Я начала с женщин. Принц, оставив меня, двинулся в другую сторону. После того как я поговорила со всеми дамами, я перешла к мужчинам, останавливаясь у каждой группы. Следовало представление, я протягивала руку для поцелуя, говорила несколько слов и продолжала путь. За мной следовал паж, который нес мой шлейф, и почетный эскорт. Потом мы с принцем на протяжении более двух часов стояли рядом, пока перед нами проходили горожане, которые были допущены ко двору. Все, и мужчины и женщины, целовали мне руку.
Мы провели в Петербурге восемь дней в вихре обедов, званых вечеров, приемов, нанося визиты и давая аудиенции. Все это было незнакомо мне и даже казалось забавным.
Наступил день нашего отъезда; мою грусть смягчало то, что часть пути отец проделает с нами, что в некотором смысле я уже попрощалась с Россией, когда покидала Москву, и что после свадебного путешествия я встречусь с Дмитрием в Париже. И все же, когда я увидела его на перроне стоящим позади всех с тетей и подумала, как тоскливо ему будет возвращаться в опустевшие апартаменты, сердце мое болезненно сжалось.
Отныне жизнь разделила нас, каждый будет следовать своим путем, бороться поодиночке. Печали и радости нашего одинокого детства очень привязали нас друг к другу, нежность и любовь соединили на всю жизнь. Но волевым решением тетя развела нас в разные стороны. Мне предназначено строить свою жизнь одной, в новом и неизвестном мире.

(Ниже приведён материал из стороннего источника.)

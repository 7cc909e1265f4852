//! Fixed timestep simulation tick
//!
//! Wall-clock time is fed in per rendered frame; the world only ever moves in
//! whole `SIM_DT` steps, as many as fit (possibly none).

use super::icarus::{Locomotion, StepContext};
use super::state::{ExitReason, GameScreen, TimerEvent};
use crate::audio::SoundCue;
use crate::consts::*;

/// Feed `elapsed` wall-clock seconds and run every tick that is now due.
/// Returns the number of ticks run.
pub fn advance(screen: &mut GameScreen, elapsed: f64) -> u32 {
    if !screen.is_running() {
        return 0;
    }
    screen.time += elapsed.max(0.0);

    let mut ticks = 0;
    while screen.is_running() && (screen.time_ticks + 1) as f64 * SIM_DT <= screen.time {
        tick(screen);
        ticks += 1;
    }
    ticks
}

/// Advance the screen by exactly one fixed step
pub fn tick(screen: &mut GameScreen) {
    if !screen.is_running() {
        return;
    }
    let dt = SIM_DT as f32;
    screen.time_ticks += 1;
    let now = screen.time_ticks;

    screen.fade.step(dt);

    let report = {
        let mut ctx = StepContext {
            world: &mut screen.world,
            sun: screen.sun.position,
            controls: screen.controls,
            settings: &screen.settings,
            cues: &mut screen.cues,
        };
        screen.icarus.step(&mut ctx, dt)
    };
    if report.flapped {
        screen
            .timers
            .schedule_once(now, FLAP_COOLDOWN_SECS, TimerEvent::ClearFlap);
    }

    screen.sun.step(dt);
    screen.clouds.step(&mut screen.world, screen.settings.gravity);
    screen
        .clouds
        .maintain(&mut screen.world, &mut screen.rng, &screen.settings);

    screen.world.step(
        dt,
        screen.settings.position_iterations,
        screen.settings.velocity_iterations,
    );

    check_transitions(screen);

    for event in screen.timers.drain_due(now) {
        fire(screen, event);
    }
}

/// Start the respawn or win sequence when the character's state calls for it
fn check_transitions(screen: &mut GameScreen) {
    let now = screen.time_ticks;
    let delay = screen.settings.fade_alpha_duration as f64;

    match screen.icarus.state() {
        Locomotion::Falling if !screen.respawning => {
            screen.respawning = true;
            screen.timers.schedule_once(now, delay, TimerEvent::Respawn);
            screen.fade.request(false, true);
            log::info!("Icarus fell at tick {}", now);
        }
        Locomotion::Standing if !screen.winning => {
            let y = screen.icarus.position(&screen.world).y;
            if (y - screen.level.gates.y).abs() < WIN_HEIGHT_TOLERANCE {
                screen.winning = true;
                screen.timers.schedule_once(now, delay, TimerEvent::Win);
                screen.fade.request(true, true);
                screen.push_cue(SoundCue::LevelWin);
                log::info!("Reached the pearly gates at tick {}", now);
            }
        }
        _ => {}
    }
}

fn fire(screen: &mut GameScreen, event: TimerEvent) {
    match event {
        TimerEvent::Respawn => screen.respawn(),
        TimerEvent::Win => screen.teardown(ExitReason::Won),
        TimerEvent::ClearFlap => screen.icarus.clear_flapped(),
    }
}

#[cfg(test)]
mod tests {
    use super::*;
    use crate::settings::Settings;
    use crate::sim::input::Control;
    use crate::sim::state::{Level, ScreenStatus};
    use glam::Vec2;
    use proptest::prelude::*;

    /// Ticks spanned by the fade used for respawn/win delays
    fn fade_ticks(settings: &Settings) -> u64 {
        (settings.fade_alpha_duration as f64 / SIM_DT).round() as u64
    }

    fn bare_level(spawn: Vec2, gates: Vec2) -> Level {
        Level {
            spawn,
            gates,
            temples: Vec::new(),
            sky_clouds: Vec::new(),
            ..Level::reference()
        }
    }

    fn calm_settings() -> Settings {
        Settings {
            cloud_count: 0,
            ..Default::default()
        }
    }

    #[test]
    fn test_fixed_step_count() {
        let mut screen = GameScreen::new(Settings::default());
        let mut ticks = 0;
        for _ in 0..10 {
            ticks += advance(&mut screen, 0.016);
        }
        assert_eq!(ticks, (0.16 / SIM_DT).floor() as u32);
        assert_eq!(screen.time_ticks, 9);
        assert!((screen.world_time() - 9.0 * SIM_DT).abs() < 1e-12);
    }

    #[test]
    fn test_zero_ticks_for_short_frame() {
        let mut screen = GameScreen::new(Settings::default());
        assert_eq!(advance(&mut screen, 0.005), 0);
        assert_eq!(advance(&mut screen, 0.005), 0);
        assert_eq!(advance(&mut screen, 0.01), 1);
    }

    #[test]
    fn test_many_ticks_for_long_frame() {
        let mut screen = GameScreen::new(Settings::default());
        assert_eq!(advance(&mut screen, 0.51), 30);
    }

    #[test]
    fn test_screen_start_cues() {
        let mut screen = GameScreen::new(Settings::default());
        let cues = screen.drain_cues();
        assert_eq!(cues, vec![SoundCue::WindLoopStart, SoundCue::LevelStart]);
        assert!(screen.drain_cues().is_empty());
    }

    #[test]
    fn test_cloud_population_every_tick() {
        let settings = Settings {
            cloud_count: 8,
            cloud_max_x: 12.0,
            cloud_min_dx: 4.0,
            cloud_max_dx: 6.0,
            ..Default::default()
        };
        let mut screen = GameScreen::with_level(
            settings.clone(),
            bare_level(Vec2::new(2.0, 1.5), Vec2::new(10.0, 90.0)),
        );
        assert_eq!(screen.clouds.drifting_count(), 8);
        for _ in 0..300 {
            tick(&mut screen);
            assert_eq!(screen.clouds.drifting_count(), 8);
        }
    }

    #[test]
    fn test_respawn_after_fade() {
        let settings = calm_settings();
        // Over open sea: drops below the waterline within a few ticks
        let spawn = Vec2::new(20.0, 0.3);
        let mut screen =
            GameScreen::with_level(settings.clone(), bare_level(spawn, Vec2::new(10.0, 90.0)));
        let first = screen.icarus.body();

        let mut fell_at = None;
        for _ in 0..120 {
            tick(&mut screen);
            if screen.icarus.state() == Locomotion::Falling {
                fell_at = Some(screen.time_ticks);
                break;
            }
        }
        let fell_at = fell_at.expect("character never fell");
        assert!(screen.respawning);

        let due = fell_at + fade_ticks(&settings);
        while screen.time_ticks < due - 1 {
            tick(&mut screen);
            assert_eq!(screen.icarus.body(), first);
        }
        tick(&mut screen);
        assert_eq!(screen.time_ticks, due);
        assert_ne!(screen.icarus.body(), first);
        assert!(!screen.world.contains(first));
        assert_eq!(screen.icarus.position(&screen.world), spawn);
        assert_eq!(screen.icarus.damage(), 0.0);
        assert_eq!(screen.icarus.fatigue(), 0.0);
        assert_eq!(screen.icarus.state(), Locomotion::Flying);
        assert_eq!(screen.deaths, 1);
        assert!(!screen.respawning);
    }

    #[test]
    fn test_win_triggers_once() {
        let settings = calm_settings();
        // Gates level with the island so standing there counts as arrival
        let mut screen = GameScreen::with_level(
            settings.clone(),
            bare_level(Vec2::new(2.0, 1.5), Vec2::new(10.0, 2.0)),
        );
        screen.drain_cues();

        tick(&mut screen);
        assert_eq!(screen.icarus.state(), Locomotion::Standing);
        assert!(screen.winning);
        assert!(screen.timers.is_scheduled(|e| *e == TimerEvent::Win));

        // Standing on the gates twice must not schedule a second win
        tick(&mut screen);
        assert_eq!(screen.timers.len(), 1);

        for _ in 2..fade_ticks(&settings) {
            tick(&mut screen);
            assert!(screen.is_running());
        }
        tick(&mut screen);
        assert_eq!(screen.status(), ScreenStatus::Exited(ExitReason::Won));

        let cues = screen.drain_cues();
        let wins = cues.iter().filter(|c| **c == SoundCue::LevelWin).count();
        assert_eq!(wins, 1);
        assert_eq!(cues.last(), Some(&SoundCue::PauseAll));
        assert!(screen.timers.is_empty());
    }

    #[test]
    fn test_menu_teardown_cancels_timers() {
        let mut screen = GameScreen::with_level(
            calm_settings(),
            bare_level(Vec2::new(20.0, 0.3), Vec2::new(10.0, 90.0)),
        );
        for _ in 0..30 {
            tick(&mut screen);
        }
        assert!(screen.timers.is_scheduled(|e| *e == TimerEvent::Respawn));

        screen.key_down(Control::Menu);
        assert_eq!(screen.status(), ScreenStatus::Exited(ExitReason::Menu));
        assert!(screen.timers.is_empty());

        let body = screen.icarus.body();
        assert_eq!(advance(&mut screen, 5.0), 0);
        assert_eq!(screen.icarus.body(), body);
    }

    /// Tick until `done` holds, returning the number of ticks taken
    fn tick_until(screen: &mut GameScreen, max: u32, done: impl Fn(&GameScreen) -> bool) -> u32 {
        for n in 1..=max {
            tick(screen);
            if done(screen) {
                return n;
            }
        }
        panic!("condition not reached within {} ticks", max);
    }

    fn flaps(cues: &[SoundCue]) -> usize {
        cues.iter().filter(|c| **c == SoundCue::Flap).count()
    }

    #[test]
    fn test_flap_not_repeated_on_reentry_during_cooldown() {
        let mut screen = GameScreen::with_level(
            calm_settings(),
            bare_level(Vec2::new(2.0, 1.5), Vec2::new(10.0, 90.0)),
        );
        tick(&mut screen);
        assert_eq!(screen.icarus.state(), Locomotion::Standing);
        screen.drain_cues();

        // Hop: take off, then drop back onto the island
        screen.key_down(Control::Up);
        tick(&mut screen);
        assert_eq!(screen.icarus.state(), Locomotion::Flying);
        assert_eq!(flaps(&screen.drain_cues()), 1);
        for _ in 0..4 {
            tick(&mut screen);
        }
        screen.key_up(Control::Up);
        let elapsed = 5 + tick_until(&mut screen, 50, |s| s.icarus.state() == Locomotion::Standing);

        // Second take-off inside the cooldown stays silent
        assert!(screen.icarus.flap_cooling_down());
        assert!(elapsed < 60);
        screen.key_down(Control::Up);
        tick(&mut screen);
        assert_eq!(screen.icarus.state(), Locomotion::Flying);
        screen.key_up(Control::Up);
        tick_until(&mut screen, 50, |s| s.icarus.state() == Locomotion::Standing);
        assert_eq!(flaps(&screen.drain_cues()), 0);

        // Once the cooldown timer fires, taking off flaps again
        tick_until(&mut screen, 60, |s| !s.icarus.flap_cooling_down());
        assert_eq!(screen.icarus.state(), Locomotion::Standing);
        screen.key_down(Control::Up);
        tick(&mut screen);
        assert_eq!(screen.icarus.state(), Locomotion::Flying);
        assert_eq!(flaps(&screen.drain_cues()), 1);
        assert!(screen.timers.is_scheduled(|e| *e == TimerEvent::ClearFlap));
    }

    #[test]
    fn test_flap_cooldown_clears_after_a_second() {
        let mut screen = GameScreen::with_level(
            calm_settings(),
            bare_level(Vec2::new(0.0, 50.0), Vec2::new(10.0, 90.0)),
        );
        screen.key_down(Control::Up);
        tick(&mut screen);
        assert!(screen.icarus.flap_cooling_down());

        let cooldown = (FLAP_COOLDOWN_SECS / SIM_DT).round() as u64;
        for _ in 1..cooldown {
            tick(&mut screen);
        }
        assert!(screen.icarus.flap_cooling_down());
        tick(&mut screen);
        assert!(!screen.icarus.flap_cooling_down());
    }

    #[test]
    fn test_fade_out_on_fall() {
        let mut screen = GameScreen::with_level(
            calm_settings(),
            bare_level(Vec2::new(20.0, 0.3), Vec2::new(10.0, 90.0)),
        );
        for _ in 0..60 {
            tick(&mut screen);
            if screen.respawning {
                break;
            }
        }
        assert!(screen.respawning);
        let before = screen.fade.alpha();
        for _ in 0..10 {
            tick(&mut screen);
        }
        assert!(screen.fade.alpha() > before);
    }

    proptest! {
        #[test]
        fn ticks_match_elapsed_time(frames in proptest::collection::vec(0.0f64..0.05, 1..40)) {
            let mut screen = GameScreen::with_level(
                calm_settings(),
                bare_level(Vec2::new(2.0, 1.5), Vec2::new(10.0, 90.0)),
            );
            let mut total = 0u32;
            for frame in &frames {
                total += advance(&mut screen, *frame);
                prop_assert!(screen.world_time() <= screen.time + 1e-12);
                prop_assert!(screen.time - screen.world_time() < SIM_DT);
            }
            prop_assert_eq!(total as u64, screen.time_ticks);
        }
    }
}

Мне было дано все, но я чувствовала себя беспомощной. Меня всегда оберегали, опекали, наставляли, я не обладала собственной инициативой, не была готова к самостоятельному поведению. Буржуазные идеи бытовали и при дворах монархов, где тоже выступали за сглаживание различий. Нивелирование применялось здесь задолго до возникновения идеи всеобщей уравнительности; принцесса, которая выделялась умом или стремлением делать что нибудь выходящее за привычные занятия благотворительностью, вызывала зависть себе равных, и тут нет ни критицизма, ни иронии. Предпочтение отдавалось посредственности, так было надежней и безопасней, и это верно не только для России, но свойственно королевским кругам повсюду.